閔妃暗殺事件の首謀者は誰か? 朝鮮の内情と日本との関係から捜査する
あの歴史的事件の犯人を追う! 歴史警察 第3回
■この事件で利益を得た人物
そうしたことから、日本が閔妃を暗殺しなければならない理由は見つからない。一部の日本人が加わっていたのは確かだとしても、政府の指示でなかったのは確かであろう。そもそも、首謀者とされる三浦梧楼は、この事件後、日本に召還されて広島監獄署に収監されている。結果的には、証拠不十分として免訴となっているが、事件では何の利益も得ていない。そんな三浦梧楼が、積極的に事件を首謀する理由が果たしてあるのだろうか。
この事件で利益を得たのは、まぎれもなく興宣大院君である。興宣大院君は、閔妃を中心とした閔氏一族との権力闘争にあけくれており、閔妃を亡き者にしようとしていたとしても不思議ではない。しかし、閔妃は国母であり、義理の娘でもある。直接手を下すわけにはいかないから、日本を利用したのではないだろうか。

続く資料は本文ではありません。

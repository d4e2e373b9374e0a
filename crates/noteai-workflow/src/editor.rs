//! Note editor session.
//!
//! ```text
//! Idle ──open──▶ Editing ──enrich──▶ Enriching ──▶ Editing
//!                   │  ▲
//!                 save └──── failure (values kept)
//!                   ▼
//!                Saving ──success──▶ Idle
//! ```
//!
//! `enrich` and `save` take `&mut self`, so a session can never run two of
//! them at once. The state check rejects calls made outside `Editing`.
//! Dropping an `enrich` or `save` future before it completes (a timeout, a
//! lost `select!` branch) puts the session back in `Editing`.

use tracing::{debug, info};
use uuid::Uuid;

use noteai_core::{
    Enricher, Enrichment, EnrichmentResult, Error, EventBus, Note, NoteEvent, NoteRepository,
    Result, SaveNoteRequest, SaveTarget,
};

use crate::save::persist_note;

/// Where an editor session is.
#[derive(Debug, Clone, Copy, PartialEq, Eq)]
pub enum EditorState {
    Idle,
    Editing,
    Enriching,
    Saving,
}

/// In-progress values of an editing session.
#[derive(Debug, Clone, PartialEq, Eq)]
pub struct Draft {
    pub title: String,
    pub content: String,
    /// Summary/tags to write with the note.
    pub enrichment: Option<EnrichmentResult>,
    pub target: SaveTarget,
}

impl Draft {
    fn request(&self) -> SaveNoteRequest {
        let request = SaveNoteRequest::new(self.title.clone(), self.content.clone());
        match &self.enrichment {
            Some(enrichment) => request.with_enrichment(enrichment.clone()),
            None => request,
        }
    }
}

/// Result of a successful save.
#[derive(Debug, Clone, Copy, PartialEq, Eq)]
pub struct SaveOutcome {
    pub note_id: Uuid,
    pub created: bool,
    /// Saved, but the AI summary/tags were dropped.
    pub metadata_dropped: bool,
}

/// Holds the session in a busy state until dropped, then returns it to
/// `Editing`.
struct BusyGuard<'a> {
    state: &'a mut EditorState,
}

impl<'a> BusyGuard<'a> {
    fn enter(state: &'a mut EditorState, busy: EditorState) -> Self {
        *state = busy;
        Self { state }
    }
}

impl Drop for BusyGuard<'_> {
    fn drop(&mut self) {
        *self.state = EditorState::Editing;
    }
}

/// One editing session over a repository and an enricher.
pub struct NoteEditor<R, E> {
    repo: R,
    enricher: E,
    events: EventBus,
    state: EditorState,
    draft: Option<Draft>,
}

impl<R, E> NoteEditor<R, E>
where
    R: NoteRepository,
    E: Enricher,
{
    pub fn new(repo: R, enricher: E, events: EventBus) -> Self {
        Self {
            repo,
            enricher,
            events,
            state: EditorState::Idle,
            draft: None,
        }
    }

    pub fn state(&self) -> EditorState {
        self.state
    }

    /// Current values, while a note is open.
    pub fn draft(&self) -> Option<&Draft> {
        self.draft.as_ref()
    }

    /// Start a new, empty note.
    pub fn open_new(&mut self) -> Result<()> {
        self.open(Draft {
            title: String::new(),
            content: String::new(),
            enrichment: None,
            target: SaveTarget::Create,
        })
    }

    /// Start editing an existing note.
    pub fn open_existing(&mut self, note: &Note) -> Result<()> {
        self.open(Draft {
            title: note.title.clone(),
            content: note.content.clone(),
            enrichment: note.enrichment(),
            target: SaveTarget::Update(note.id),
        })
    }

    fn open(&mut self, draft: Draft) -> Result<()> {
        self.ensure_not_busy()?;
        debug!(
            subsystem = "workflow",
            component = "editor",
            save_target = ?draft.target,
            "Editor opened"
        );
        self.draft = Some(draft);
        self.state = EditorState::Editing;
        Ok(())
    }

    pub fn set_title(&mut self, title: impl Into<String>) -> Result<()> {
        self.editing_draft()?.title = title.into();
        Ok(())
    }

    pub fn set_content(&mut self, content: impl Into<String>) -> Result<()> {
        self.editing_draft()?.content = content.into();
        Ok(())
    }

    /// Whether the enrichment trigger is available.
    pub fn can_enrich(&self) -> bool {
        self.state == EditorState::Editing
            && self
                .draft
                .as_ref()
                .is_some_and(|d| !d.content.trim().is_empty())
    }

    /// Whether the save trigger is available.
    pub fn can_save(&self) -> bool {
        self.state == EditorState::Editing
            && self.draft.as_ref().is_some_and(|d| d.request().validate().is_ok())
    }

    /// Generate summary/tags for the current content.
    ///
    /// On success (degraded or not) the draft's enrichment is replaced. On
    /// failure it is left untouched.
    pub async fn enrich(&mut self) -> Result<Enrichment> {
        let content = self.editing_draft()?.content.clone();

        let result = {
            let _busy = BusyGuard::enter(&mut self.state, EditorState::Enriching);
            self.enricher.enrich(&content).await
        };

        let enrichment = result?;
        if let Some(draft) = self.draft.as_mut() {
            draft.enrichment = Some(enrichment.result.clone());
        }
        debug!(
            subsystem = "workflow",
            component = "editor",
            degraded = enrichment.degraded,
            quota_limited = enrichment.quota_limited,
            "Draft enriched"
        );
        Ok(enrichment)
    }

    /// Write the draft.
    ///
    /// On success the session returns to `Idle` and a [`NoteEvent::Saved`] is
    /// emitted. On failure the session stays in `Editing` with every value
    /// kept.
    pub async fn save(&mut self) -> Result<SaveOutcome> {
        let draft = self.editing_draft()?.clone();
        let request = draft.request();
        request.validate()?;

        let result = {
            let _busy = BusyGuard::enter(&mut self.state, EditorState::Saving);
            persist_note(&self.repo, draft.target, request).await
        };

        let persisted = result?;
        let outcome = SaveOutcome {
            note_id: persisted.note.id,
            created: matches!(draft.target, SaveTarget::Create),
            metadata_dropped: persisted.metadata_dropped,
        };

        self.draft = None;
        self.state = EditorState::Idle;
        self.events.emit(NoteEvent::Saved {
            note_id: outcome.note_id,
            created: outcome.created,
            metadata_dropped: outcome.metadata_dropped,
        });
        info!(
            subsystem = "workflow",
            component = "editor",
            note_id = %outcome.note_id,
            created = outcome.created,
            metadata_dropped = outcome.metadata_dropped,
            "Editor session saved"
        );
        Ok(outcome)
    }

    /// Discard the draft and return to `Idle`.
    pub fn cancel(&mut self) {
        self.draft = None;
        self.state = EditorState::Idle;
    }

    fn ensure_not_busy(&self) -> Result<()> {
        match self.state {
            EditorState::Enriching | EditorState::Saving => Err(Error::Validation(
                "An enrichment or save is already in progress".to_string(),
            )),
            EditorState::Idle | EditorState::Editing => Ok(()),
        }
    }

    fn editing_draft(&mut self) -> Result<&mut Draft> {
        self.ensure_not_busy()?;
        match (self.state, self.draft.as_mut()) {
            (EditorState::Editing, Some(draft)) => Ok(draft),
            _ => Err(Error::Validation("No note is being edited".to_string())),
        }
    }
}
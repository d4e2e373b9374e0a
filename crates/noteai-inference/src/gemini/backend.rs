//! Gemini backend implementation.

use std::time::Instant;

use async_trait::async_trait;
use reqwest::{Client, Response};
use tracing::{debug, info, warn};

use noteai_core::{Error, GenerationProvider, ProviderError, Result};

use super::types::*;
use crate::config::EnrichmentConfig;

/// Header carrying the API key.
const API_KEY_HEADER: &str = "x-goog-api-key";

/// Gemini generation backend.
#[derive(Clone)]
pub struct GeminiBackend {
    client: Client,
    base_url: String,
    api_key: Option<String>,
}

impl GeminiBackend {
    /// Create a backend from enrichment configuration.
    ///
    /// A missing API key is not an error here; every call will fail with
    /// [`ProviderError::Misconfigured`] instead.
    pub fn new(config: &EnrichmentConfig) -> Result<Self> {
        let client = Client::builder()
            .timeout(config.timeout)
            .build()
            .map_err(|e| Error::Config(format!("Failed to create HTTP client: {}", e)))?;

        info!(
            subsystem = "inference",
            component = "gemini",
            base_url = %config.base_url,
            timeout_secs = config.timeout.as_secs(),
            key_configured = config.api_key.is_some(),
            "Initializing Gemini backend"
        );

        Ok(Self {
            client,
            base_url: config.base_url.trim_end_matches('/').to_string(),
            api_key: config.api_key.clone(),
        })
    }

    /// Base URL requests are sent to.
    pub fn base_url(&self) -> &str {
        &self.base_url
    }

    fn api_key(&self) -> std::result::Result<&str, ProviderError> {
        self.api_key
            .as_deref()
            .ok_or_else(|| ProviderError::Misconfigured("API key not configured".to_string()))
    }

    /// List every model visible to the API key, following pagination.
    pub async fn list_models(&self) -> std::result::Result<Vec<ModelInfo>, ProviderError> {
        let api_key = self.api_key()?;
        let url = format!("{}/models", self.base_url);
        let mut models = Vec::new();
        let mut page_token: Option<String> = None;

        loop {
            let mut req = self.client.get(&url).header(API_KEY_HEADER, api_key);
            if let Some(ref token) = page_token {
                req = req.query(&[("pageToken", token.as_str())]);
            }
            let response = req
                .send()
                .await
                .map_err(|e| ProviderError::Transport(format!("Request failed: {}", e)))?;
            let page: ListModelsResponse = read_json(response).await?;

            models.extend(page.models);
            match page.next_page_token.filter(|t| !t.is_empty()) {
                Some(token) => page_token = Some(token),
                None => break,
            }
        }

        debug!(
            subsystem = "inference",
            component = "gemini",
            op = "list_models",
            result_count = models.len(),
            "Models listed"
        );
        Ok(models)
    }
}

/// Decode a success body, or turn an error status into [`ProviderError::Http`].
async fn read_json<T: serde::de::DeserializeOwned>(
    response: Response,
) -> std::result::Result<T, ProviderError> {
    let status = response.status();
    if !status.is_success() {
        let body = response.text().await.unwrap_or_default();
        let message = match serde_json::from_str::<GeminiErrorResponse>(&body) {
            Ok(parsed) if !parsed.error.message.is_empty() => parsed.error.message,
            _ if !body.trim().is_empty() => body.trim().to_string(),
            _ => status
                .canonical_reason()
                .unwrap_or("Unknown error")
                .to_string(),
        };
        return Err(ProviderError::http(status.as_u16(), message));
    }

    response
        .json()
        .await
        .map_err(|e| ProviderError::Transport(format!("Failed to parse response: {}", e)))
}

#[async_trait]
impl GenerationProvider for GeminiBackend {
    async fn generate(
        &self,
        model: &str,
        prompt: &str,
    ) -> std::result::Result<String, ProviderError> {
        let api_key = self.api_key()?;
        let start = Instant::now();
        debug!(
            subsystem = "inference",
            component = "gemini",
            op = "generate",
            model,
            prompt_len = prompt.len(),
            "Generating"
        );

        let url = format!("{}/models/{}:generateContent", self.base_url, model);
        let response = self
            .client
            .post(&url)
            .header(API_KEY_HEADER, api_key)
            .json(&GenerateContentRequest::user_prompt(prompt))
            .send()
            .await
            .map_err(|e| ProviderError::Transport(format!("Request failed: {}", e)))?;

        let result: GenerateContentResponse = read_json(response).await.inspect_err(|e| {
            warn!(
                subsystem = "inference",
                component = "gemini",
                op = "generate",
                model,
                status = e.status(),
                duration_ms = start.elapsed().as_millis() as u64,
                error = %e,
                "Generation request failed"
            );
        })?;

        // A success without text counts as an empty answer, which the
        // enrichment chain turns into a degraded result.
        let text = result.text().unwrap_or_else(|| {
            warn!(
                subsystem = "inference",
                component = "gemini",
                op = "generate",
                model,
                reason = %result.empty_reason(),
                "Response carried no text"
            );
            String::new()
        });

        debug!(
            subsystem = "inference",
            component = "gemini",
            op = "generate",
            model,
            response_len = text.len(),
            duration_ms = start.elapsed().as_millis() as u64,
            "Generation complete"
        );
        Ok(text)
    }

    fn provider_name(&self) -> &str {
        "gemini"
    }
}
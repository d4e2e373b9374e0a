//! End-to-end tests against a spawned server.
//!
//! The enrichment provider is scripted and notes live in memory, so these
//! tests need no network access or database.

use std::sync::Arc;

use reqwest::StatusCode;
use serde_json::{json, Value};

use noteai_api::{build_router, AppState, ServerConfig};
use noteai_core::{Enricher, NoteRepository};
use noteai_db::MemoryNoteRepository;
use noteai_inference::mock::ScriptedProvider;
use noteai_inference::EnrichmentClient;

const MODELS: [&str; 3] = ["m1", "m2", "m3"];

struct TestServer {
    base_url: String,
    client: reqwest::Client,
    state: AppState,
}

async fn spawn(notes: Arc<dyn NoteRepository>, provider: Option<ScriptedProvider>) -> TestServer {
    let enricher = provider.map(|p| {
        let client = EnrichmentClient::new(p, MODELS.iter().map(|m| m.to_string()).collect());
        Arc::new(client) as Arc<dyn Enricher>
    });
    let state = AppState::new(notes, enricher);
    let router = build_router(state.clone(), &ServerConfig::default());

    let listener = tokio::net::TcpListener::bind("127.0.0.1:0").await.unwrap();
    let addr = listener.local_addr().unwrap();
    tokio::spawn(async move {
        axum::serve(listener, router).await.unwrap();
    });

    TestServer {
        base_url: format!("http://{}", addr),
        client: reqwest::Client::new(),
        state,
    }
}

async fn spawn_default(provider: Option<ScriptedProvider>) -> TestServer {
    spawn(Arc::new(MemoryNoteRepository::new()), provider).await
}

impl TestServer {
    async fn post_ai(&self, body: &str) -> (StatusCode, Value) {
        let response = self
            .client
            .post(format!("{}/api/ai", self.base_url))
            .header("content-type", "application/json")
            .body(body.to_string())
            .send()
            .await
            .unwrap();
        let status = response.status();
        (status, response.json().await.unwrap())
    }

    async fn send_json(&self, method: reqwest::Method, path: &str, body: Value) -> (StatusCode, Value) {
        let response = self
            .client
            .request(method, format!("{}{}", self.base_url, path))
            .json(&body)
            .send()
            .await
            .unwrap();
        let status = response.status();
        (status, response.json().await.unwrap())
    }
}

// -- /api/ai --

#[tokio::test]
async fn test_ai_returns_parsed_result() {
    let provider = ScriptedProvider::new()
        .with_response("m1", "```json\n{\"summary\":\"Groceries\",\"tags\":[\"food\",\"todo\"]}\n```");
    let server = spawn_default(Some(provider.clone())).await;

    let (status, body) = server.post_ai(r#"{"content":"milk, eggs"}"#).await;
    assert_eq!(status, StatusCode::OK);
    assert_eq!(body, json!({"summary": "Groceries", "tags": ["food", "todo"]}));
    assert_eq!(provider.call_count(), 1);
}

#[tokio::test]
async fn test_ai_degraded_result() {
    let text = "Hello world, this is a summary of your note...";
    let server = spawn_default(Some(ScriptedProvider::new().with_response("m1", text))).await;

    let (status, body) = server.post_ai(r#"{"content":"anything"}"#).await;
    assert_eq!(status, StatusCode::OK);
    assert_eq!(body["summary"], format!("{}...", text));
    assert_eq!(body["tags"], json!([]));
}

#[tokio::test]
async fn test_ai_missing_content_is_400_before_key_check() {
    let server = spawn_default(None).await;

    for body in [r#"{}"#, r#"{"content":""}"#, r#"{"content":null}"#] {
        let (status, json) = server.post_ai(body).await;
        assert_eq!(status, StatusCode::BAD_REQUEST, "body {body}");
        assert!(json["error"].is_string());
        assert!(json.get("details").is_none());
    }
}

#[tokio::test]
async fn test_ai_whitespace_content_is_400_without_provider_call() {
    let provider = ScriptedProvider::new().with_default_response("{}");
    let server = spawn_default(Some(provider.clone())).await;

    let (status, _) = server.post_ai(r#"{"content":"   "}"#).await;
    assert_eq!(status, StatusCode::BAD_REQUEST);
    assert_eq!(provider.call_count(), 0);
}

#[tokio::test]
async fn test_ai_whitespace_content_without_key_is_400() {
    let server = spawn_default(None).await;

    for body in [r#"{"content":"   "}"#, r#"{"content":"\n\t "}"#] {
        let (status, json) = server.post_ai(body).await;
        assert_eq!(status, StatusCode::BAD_REQUEST, "body {body}");
        assert_eq!(json["error"], "Content is required");
    }
}

#[tokio::test]
async fn test_ai_without_key_is_500() {
    let server = spawn_default(None).await;

    let (status, body) = server.post_ai(r#"{"content":"note"}"#).await;
    assert_eq!(status, StatusCode::INTERNAL_SERVER_ERROR);
    assert_eq!(body["error"], "API key not configured");
}

#[tokio::test]
async fn test_ai_quota_is_429_with_details() {
    let provider = ScriptedProvider::new()
        .with_error("m1", 429, "Resource has been exhausted")
        .with_error("m2", 404, "model not found");
    let server = spawn_default(Some(provider)).await;

    let (status, body) = server.post_ai(r#"{"content":"note"}"#).await;
    assert_eq!(status, StatusCode::TOO_MANY_REQUESTS);
    assert!(body["error"].is_string());
    // m3 is unscripted and answers with the default 404
    assert!(body["details"].as_str().unwrap().starts_with("[404]"));
}

#[tokio::test]
async fn test_ai_all_unavailable_is_500_with_details() {
    let provider = ScriptedProvider::new().with_default_error(404, "model not found");
    let server = spawn_default(Some(provider)).await;

    let (status, body) = server.post_ai(r#"{"content":"note"}"#).await;
    assert_eq!(status, StatusCode::INTERNAL_SERVER_ERROR);
    assert_eq!(body["details"], "[404] model not found");
}

#[tokio::test]
async fn test_ai_malformed_body_is_500_with_details() {
    let server = spawn_default(None).await;

    let (status, body) = server.post_ai("{not json").await;
    assert_eq!(status, StatusCode::INTERNAL_SERVER_ERROR);
    assert!(body["error"].is_string());
    assert!(body["details"].is_string());
}

// -- /api/notes --

#[tokio::test]
async fn test_note_crud_round() {
    let server = spawn_default(None).await;
    let mut events = server.state.events.subscribe();

    let (status, created) = server
        .send_json(
            reqwest::Method::POST,
            "/api/notes",
            json!({"title": "First", "content": "# Hello", "summary": "Greeting", "tags": ["intro"]}),
        )
        .await;
    assert_eq!(status, StatusCode::CREATED);
    assert_eq!(created["metadata_dropped"], false);
    assert_eq!(created["note"]["summary"], "Greeting");
    let id = created["note"]["id"].as_str().unwrap().to_string();
    assert_eq!(events.recv().await.unwrap().event_type(), "note.created");

    let (status, _) = server
        .send_json(
            reqwest::Method::POST,
            "/api/notes",
            json!({"title": "Second", "content": "body"}),
        )
        .await;
    assert_eq!(status, StatusCode::CREATED);

    let listed: Vec<Value> = server
        .client
        .get(format!("{}/api/notes", server.base_url))
        .send()
        .await
        .unwrap()
        .json()
        .await
        .unwrap();
    let titles: Vec<&str> = listed.iter().map(|n| n["title"].as_str().unwrap()).collect();
    assert_eq!(titles, vec!["Second", "First"]);

    let (status, updated) = server
        .send_json(
            reqwest::Method::PUT,
            &format!("/api/notes/{}", id),
            json!({"title": "First (edited)", "content": "# Hello again"}),
        )
        .await;
    assert_eq!(status, StatusCode::OK);
    assert_eq!(updated["note"]["title"], "First (edited)");
    assert_eq!(updated["note"]["summary"], "Greeting");

    let response = server
        .client
        .delete(format!("{}/api/notes/{}", server.base_url, id))
        .send()
        .await
        .unwrap();
    assert_eq!(response.status(), StatusCode::NO_CONTENT);

    let response = server
        .client
        .get(format!("{}/api/notes/{}", server.base_url, id))
        .send()
        .await
        .unwrap();
    assert_eq!(response.status(), StatusCode::NOT_FOUND);

    // Deleting again still succeeds.
    let response = server
        .client
        .delete(format!("{}/api/notes/{}", server.base_url, id))
        .send()
        .await
        .unwrap();
    assert_eq!(response.status(), StatusCode::NO_CONTENT);
}

#[tokio::test]
async fn test_create_with_blank_title_is_400() {
    let notes = Arc::new(MemoryNoteRepository::new());
    let server = spawn(notes.clone(), None).await;

    let (status, body) = server
        .send_json(
            reqwest::Method::POST,
            "/api/notes",
            json!({"title": "  ", "content": "valid text"}),
        )
        .await;
    assert_eq!(status, StatusCode::BAD_REQUEST);
    assert_eq!(body["error"], "Title is required");
    assert!(notes.is_empty().await);
}

#[tokio::test]
async fn test_create_without_enrichment_columns_drops_metadata() {
    let notes = Arc::new(MemoryNoteRepository::without_enrichment_columns());
    let server = spawn(notes.clone(), None).await;

    let (status, body) = server
        .send_json(
            reqwest::Method::POST,
            "/api/notes",
            json!({"title": "T", "content": "C", "summary": "S", "tags": ["a"]}),
        )
        .await;
    assert_eq!(status, StatusCode::CREATED);
    assert_eq!(body["metadata_dropped"], true);
    assert!(body["note"].get("summary").is_none());
    assert_eq!(notes.len().await, 1);
}

#[tokio::test]
async fn test_update_unknown_note_is_404() {
    let server = spawn_default(None).await;

    let (status, body) = server
        .send_json(
            reqwest::Method::PUT,
            &format!("/api/notes/{}", uuid::Uuid::new_v4()),
            json!({"title": "T", "content": "C"}),
        )
        .await;
    assert_eq!(status, StatusCode::NOT_FOUND);
    assert!(body["error"].is_string());
}

#[tokio::test]
async fn test_update_replaces_whole_note_via_put_only() {
    let server = spawn_default(None).await;
    let (_, created) = server
        .send_json(
            reqwest::Method::POST,
            "/api/notes",
            json!({"title": "T", "content": "C", "summary": "S", "tags": ["a"]}),
        )
        .await;
    let path = format!("/api/notes/{}", created["note"]["id"].as_str().unwrap());

    let response = server
        .client
        .patch(format!("{}{}", server.base_url, path))
        .json(&json!({"title": "T2"}))
        .send()
        .await
        .unwrap();
    assert_eq!(response.status(), StatusCode::METHOD_NOT_ALLOWED);

    let response = server
        .client
        .put(format!("{}{}", server.base_url, path))
        .json(&json!({"title": "T2"}))
        .send()
        .await
        .unwrap();
    assert_eq!(response.status(), StatusCode::UNPROCESSABLE_ENTITY);

    let (status, updated) = server
        .send_json(reqwest::Method::PUT, &path, json!({"title": "T2", "content": "C2"}))
        .await;
    assert_eq!(status, StatusCode::OK);
    assert_eq!(updated["note"]["title"], "T2");
    assert_eq!(updated["note"]["content"], "C2");
}
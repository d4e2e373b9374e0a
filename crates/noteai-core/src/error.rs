//! Error types for NoteAI.

use thiserror::Error;

/// Result type alias using NoteAI's Error type.
pub type Result<T> = std::result::Result<T, Error>;

/// Core error type for NoteAI operations.
#[derive(Error, Debug)]
pub enum Error {
    /// Input rejected before any I/O (empty title, empty content).
    #[error("Validation error: {0}")]
    Validation(String),

    /// Required configuration is missing or unusable (e.g. no API key).
    #[error("Configuration error: {0}")]
    Config(String),

    /// Every candidate model failed and none signalled a quota condition.
    #[error("AI provider unavailable: {details}")]
    ProviderUnavailable { details: String },

    /// Every candidate model failed and at least one hit a quota/rate limit.
    #[error("AI quota exceeded: {details}")]
    QuotaExceeded { details: String },

    /// The store rejected a write because the optional enrichment columns
    /// (`summary`, `tags`) do not exist.
    #[error("Schema mismatch: {0}")]
    SchemaMismatch(String),

    /// Database operation failed (wraps sqlx::Error)
    #[error("Database error: {0}")]
    Database(#[from] sqlx::Error),

    /// Resource not found
    #[error("Not found: {0}")]
    NotFound(String),

    /// Internal error
    #[error("Internal error: {0}")]
    Internal(String),
}

impl Error {
    /// True for failures that the editor recovers from with a write that
    /// omits the enrichment columns.
    pub fn is_schema_mismatch(&self) -> bool {
        matches!(self, Error::SchemaMismatch(_))
    }
}

// =============================================================================
// PROVIDER ERRORS
// =============================================================================

/// How a failed provider invocation is treated by the candidate loop.
#[derive(Debug, Clone, Copy, PartialEq, Eq)]
pub enum ProviderErrorKind {
    /// HTTP 429: quota exhausted or requests too frequent.
    RateLimited,
    /// HTTP 404: the model identifier is unknown to the provider.
    ModelNotFound,
    /// Anything else.
    Other,
}

impl ProviderErrorKind {
    /// Classify an HTTP status code.
    pub fn from_status(status: u16) -> Self {
        match status {
            429 => Self::RateLimited,
            404 => Self::ModelNotFound,
            _ => Self::Other,
        }
    }
}

/// Failure of a single provider invocation.
#[derive(Error, Debug, Clone, PartialEq, Eq)]
pub enum ProviderError {
    /// The provider answered with a non-success HTTP status.
    #[error("[{status}] {message}")]
    Http { status: u16, message: String },

    /// The request never produced an HTTP response (DNS, TLS, timeout, bad body).
    #[error("{0}")]
    Transport(String),

    /// The provider cannot be called at all with the current setup. Every
    /// candidate would fail the same way.
    #[error("{0}")]
    Misconfigured(String),
}

impl ProviderError {
    /// Build an HTTP failure.
    pub fn http(status: u16, message: impl Into<String>) -> Self {
        Self::Http {
            status,
            message: message.into(),
        }
    }

    /// Classify this failure.
    ///
    /// Transport failures whose message carries a `429` or `404` marker are
    /// classified like the matching status, since some gateways only surface
    /// the status inside the error text.
    pub fn kind(&self) -> ProviderErrorKind {
        match self {
            Self::Http { status, .. } => ProviderErrorKind::from_status(*status),
            Self::Transport(msg) if msg.contains("429") => ProviderErrorKind::RateLimited,
            Self::Transport(msg) if msg.contains("404") => ProviderErrorKind::ModelNotFound,
            _ => ProviderErrorKind::Other,
        }
    }

    /// HTTP status, if the provider answered at all.
    pub fn status(&self) -> Option<u16> {
        match self {
            Self::Http { status, .. } => Some(*status),
            _ => None,
        }
    }
}

#[cfg(test)]
mod tests {
    use super::*;

    #[test]
    fn test_error_display_validation() {
        let err = Error::Validation("content must not be empty".to_string());
        assert_eq!(err.to_string(), "Validation error: content must not be empty");
    }

    #[test]
    fn test_error_display_config() {
        let err = Error::Config("missing API key".to_string());
        assert_eq!(err.to_string(), "Configuration error: missing API key");
    }

    #[test]
    fn test_error_display_quota() {
        let err = Error::QuotaExceeded {
            details: "[429] Resource exhausted".to_string(),
        };
        assert_eq!(err.to_string(), "AI quota exceeded: [429] Resource exhausted");
    }

    #[test]
    fn test_error_display_provider_unavailable() {
        let err = Error::ProviderUnavailable {
            details: "[404] model not found".to_string(),
        };
        assert!(err.to_string().contains("[404] model not found"));
    }

    #[test]
    fn test_schema_mismatch_predicate() {
        assert!(Error::SchemaMismatch("column \"summary\" does not exist".into()).is_schema_mismatch());
        assert!(!Error::NotFound("note".into()).is_schema_mismatch());
        assert!(!Error::Validation("x".into()).is_schema_mismatch());
    }

    #[test]
    fn test_from_sqlx_error() {
        let err: Error = sqlx::Error::RowNotFound.into();
        assert!(matches!(err, Error::Database(_)));
        assert!(!err.is_schema_mismatch());
    }

    #[test]
    fn test_error_is_send_sync() {
        fn assert_send<T: Send>() {}
        fn assert_sync<T: Sync>() {}

        assert_send::<Error>();
        assert_sync::<Error>();
        assert_send::<ProviderError>();
        assert_sync::<ProviderError>();
    }

    #[test]
    fn test_provider_kind_from_status() {
        assert_eq!(ProviderErrorKind::from_status(429), ProviderErrorKind::RateLimited);
        assert_eq!(ProviderErrorKind::from_status(404), ProviderErrorKind::ModelNotFound);
        assert_eq!(ProviderErrorKind::from_status(500), ProviderErrorKind::Other);
        assert_eq!(ProviderErrorKind::from_status(403), ProviderErrorKind::Other);
    }

    #[test]
    fn test_provider_error_kind() {
        assert_eq!(
            ProviderError::http(429, "quota").kind(),
            ProviderErrorKind::RateLimited
        );
        assert_eq!(
            ProviderError::http(404, "gone").kind(),
            ProviderErrorKind::ModelNotFound
        );
        assert_eq!(
            ProviderError::Transport("upstream said 429 Too Many Requests".into()).kind(),
            ProviderErrorKind::RateLimited
        );
        assert_eq!(
            ProviderError::Transport("connection reset".into()).kind(),
            ProviderErrorKind::Other
        );
        assert_eq!(
            ProviderError::Misconfigured("no key".into()).kind(),
            ProviderErrorKind::Other
        );
    }

    #[test]
    fn test_provider_error_display_carries_status() {
        let err = ProviderError::http(429, "Resource has been exhausted");
        assert_eq!(err.to_string(), "[429] Resource has been exhausted");
        assert_eq!(err.status(), Some(429));
        assert_eq!(ProviderError::Transport("x".into()).status(), None);
    }
}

この事件によって、興宣大院君は、長きにわたって権力争いを繰り広げてきた閔妃を死に追いやったばかりか、閔氏一族を朝廷から排除することに成功した。こうして、興宣大院君が朝廷の実権を握ったものの、長く続いた抗争は国内を疲弊させると同時に日本の介入を許すことになる。高宗は、国号を大韓と改め、皇帝として即位することで日本に対抗しようとしたが、内実が変わったわけではない。高宗の子純宗が第2代皇帝として即位しても、実権は日本に握られたままだった。そして、ついには日本と合併する条約への調印を迫られ、明治43年(1910)、500年以上続いた朝鮮王朝は滅亡することになるのである。